Weasel gave an oily grin. ‘Nope. I’ve been doing some business with a Chinese billionaire who’s obsessed with Caravaggio. He’ll pay massive money, which I can split with you, yeah?’

Hegarty frowned.

‘You told me once, you can do a copy of pretty much any painting that’s undetectable from the original, yeah? You’ve done that loads of times, haven’t you?’

Hegarty studied the painting carefully.

‘You’re a genius, mate. Reckon you could do this?’ Weasel asked.

The master forger drained his glass, and debated whether to open a second bottle, but thought better of it. Instead he focused on the painting. ‘I’d have to invest quite a bit of cash,’ he said.

‘How much?’

‘The big cost will be buying a canvas from that period – something from around 1605. I’ve got an antiques dealer mate in France who can source me paintings from pretty much any period – there are old religious paintings that he can pick up for me from sale rooms. Something of this period’s likely to cost between five to ten grand.’

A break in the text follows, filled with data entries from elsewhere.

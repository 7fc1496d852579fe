//! Addon manager driving the per-addon state machine.

use std::sync::Arc;

use crate::addon::{Addon, AddonInfo, HostVersion};
use crate::engine::RenderEngine;
use crate::error::AddonError;
use crate::registry::{EngineHandle, EngineRegistry};

/// Explicit host state handed to the addon system by the embedder.
///
/// `is_live_reload` replaces runtime-namespace sniffing: the embedder sets
/// it when addon code has been reloaded within a running host process, and
/// the manager then swaps engines on re-enable instead of rejecting the
/// call.
#[derive(Debug, Clone, Copy, PartialEq, Eq)]
pub struct HostContext {
    pub version: HostVersion,
    pub is_live_reload: bool,
}

impl HostContext {
    pub fn new(version: HostVersion) -> Self {
        Self {
            version,
            is_live_reload: false,
        }
    }

    pub fn with_live_reload(mut self, is_live_reload: bool) -> Self {
        self.is_live_reload = is_live_reload;
        self
    }
}

/// Lifecycle state of an installed addon.
#[derive(Debug, Clone, Copy, PartialEq, Eq)]
pub enum AddonState {
    /// Installed but not registered with the engine registry.
    Loaded,
    /// Enabled; its engine is registered.
    Registered,
}

struct AddonEntry {
    addon: Box<dyn Addon>,
    state: AddonState,
    handle: Option<EngineHandle>,
}

/// Owns installed addons and the engine registry, and drives each addon
/// through `Loaded -> Registered -> Loaded`.
///
/// Addon lifecycle calls are synchronous and assume a single driving
/// thread, matching how a host's addon UI invokes them.
pub struct AddonManager {
    host: HostContext,
    registry: EngineRegistry,
    addons: Vec<AddonEntry>,
}

impl AddonManager {
    pub fn new(host: HostContext) -> Self {
        Self {
            host,
            registry: EngineRegistry::new(),
            addons: Vec::new(),
        }
    }

    pub fn host(&self) -> &HostContext {
        &self.host
    }

    pub fn registry(&self) -> &EngineRegistry {
        &self.registry
    }

    /// Installs an addon, checking its minimum host version.
    ///
    /// The addon lands in `Loaded`; nothing is registered yet.
    pub fn install(&mut self, addon: Box<dyn Addon>) -> Result<(), AddonError> {
        let info = addon.info();
        if !self.host.version.at_least(info.host_version) {
            return Err(AddonError::IncompatibleHost {
                name: info.name.clone(),
                required: info.host_version,
                actual: self.host.version,
            });
        }
        if self.addons.iter().any(|e| e.addon.info().name == info.name) {
            return Err(AddonError::AlreadyInstalled(info.name.clone()));
        }

        tracing::info!(addon = %info.name, "installed addon");
        self.addons.push(AddonEntry {
            addon,
            state: AddonState::Loaded,
            handle: None,
        });
        Ok(())
    }

    /// Enables an addon by name, delegating to its `register`.
    ///
    /// Re-enabling an already-enabled addon is an error, except under a
    /// live-reload host context, where it hot-swaps the engine and returns
    /// a fresh handle.
    pub fn enable(&mut self, name: &str) -> Result<EngineHandle, AddonError> {
        let index = self.find(name)?;
        let entry = &mut self.addons[index];

        match entry.state {
            AddonState::Loaded => {
                let handle = entry.addon.register(&mut self.registry)?;
                entry.state = AddonState::Registered;
                entry.handle = Some(handle.clone());
                tracing::info!(addon = name, engine = handle.name(), "enabled addon");
                Ok(handle)
            }
            AddonState::Registered => {
                if !self.host.is_live_reload {
                    return Err(AddonError::AlreadyEnabled(name.to_string()));
                }

                // Live reload: the addon code may have changed, so rebuild
                // the engine and swap it in place.
                let engine_name = entry
                    .handle
                    .as_ref()
                    .map(|h| h.name().to_string())
                    .ok_or_else(|| AddonError::NotEnabled(name.to_string()))?;
                let handle = self
                    .registry
                    .hot_swap(&engine_name, entry.addon.engine())?;
                entry.handle = Some(handle.clone());
                tracing::info!(addon = name, engine = %engine_name, "reloaded addon engine");
                Ok(handle)
            }
        }
    }

    /// Disables an addon, delegating to its `unregister`.
    pub fn disable(&mut self, name: &str) -> Result<(), AddonError> {
        let index = self.find(name)?;
        let entry = &mut self.addons[index];

        if entry.state != AddonState::Registered {
            return Err(AddonError::NotEnabled(name.to_string()));
        }

        entry.addon.unregister(&mut self.registry)?;
        entry.state = AddonState::Loaded;
        entry.handle = None;
        tracing::info!(addon = name, "disabled addon");
        Ok(())
    }

    /// Removes an addon entirely, disabling it first if needed.
    pub fn remove(&mut self, name: &str) -> Result<Box<dyn Addon>, AddonError> {
        let index = self.find(name)?;
        if self.addons[index].state == AddonState::Registered {
            self.addons[index].addon.unregister(&mut self.registry)?;
        }
        let entry = self.addons.remove(index);
        tracing::info!(addon = name, "removed addon");
        Ok(entry.addon)
    }

    /// Current state of an installed addon.
    pub fn state(&self, name: &str) -> Option<AddonState> {
        self.addons
            .iter()
            .find(|e| e.addon.info().name == name)
            .map(|e| e.state)
    }

    /// Looks up a registered engine by engine name.
    pub fn engine(&self, name: &str) -> Option<Arc<dyn RenderEngine>> {
        self.registry.get(name)
    }

    /// Iterates over installed addon descriptors and their states.
    pub fn addons(&self) -> impl Iterator<Item = (&AddonInfo, AddonState)> {
        self.addons.iter().map(|e| (e.addon.info(), e.state))
    }

    fn find(&self, name: &str) -> Result<usize, AddonError> {
        self.addons
            .iter()
            .position(|e| e.addon.info().name == name)
            .ok_or_else(|| AddonError::UnknownAddon(name.to_string()))
    }
}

‘No probs,’ Weasel said, then surprised him by pulling a thick wad of £50 notes, bound by elastic bands, from each of his inside breast pockets and placing them on the table. ‘There’s twenty grand, should cover your basics, yeah?’

Hegarty picked up one wad, counting through it hastily. ‘These real?’

‘What do you take me for? I’d never stiff me old mate. These are from my client as a token of good faith.’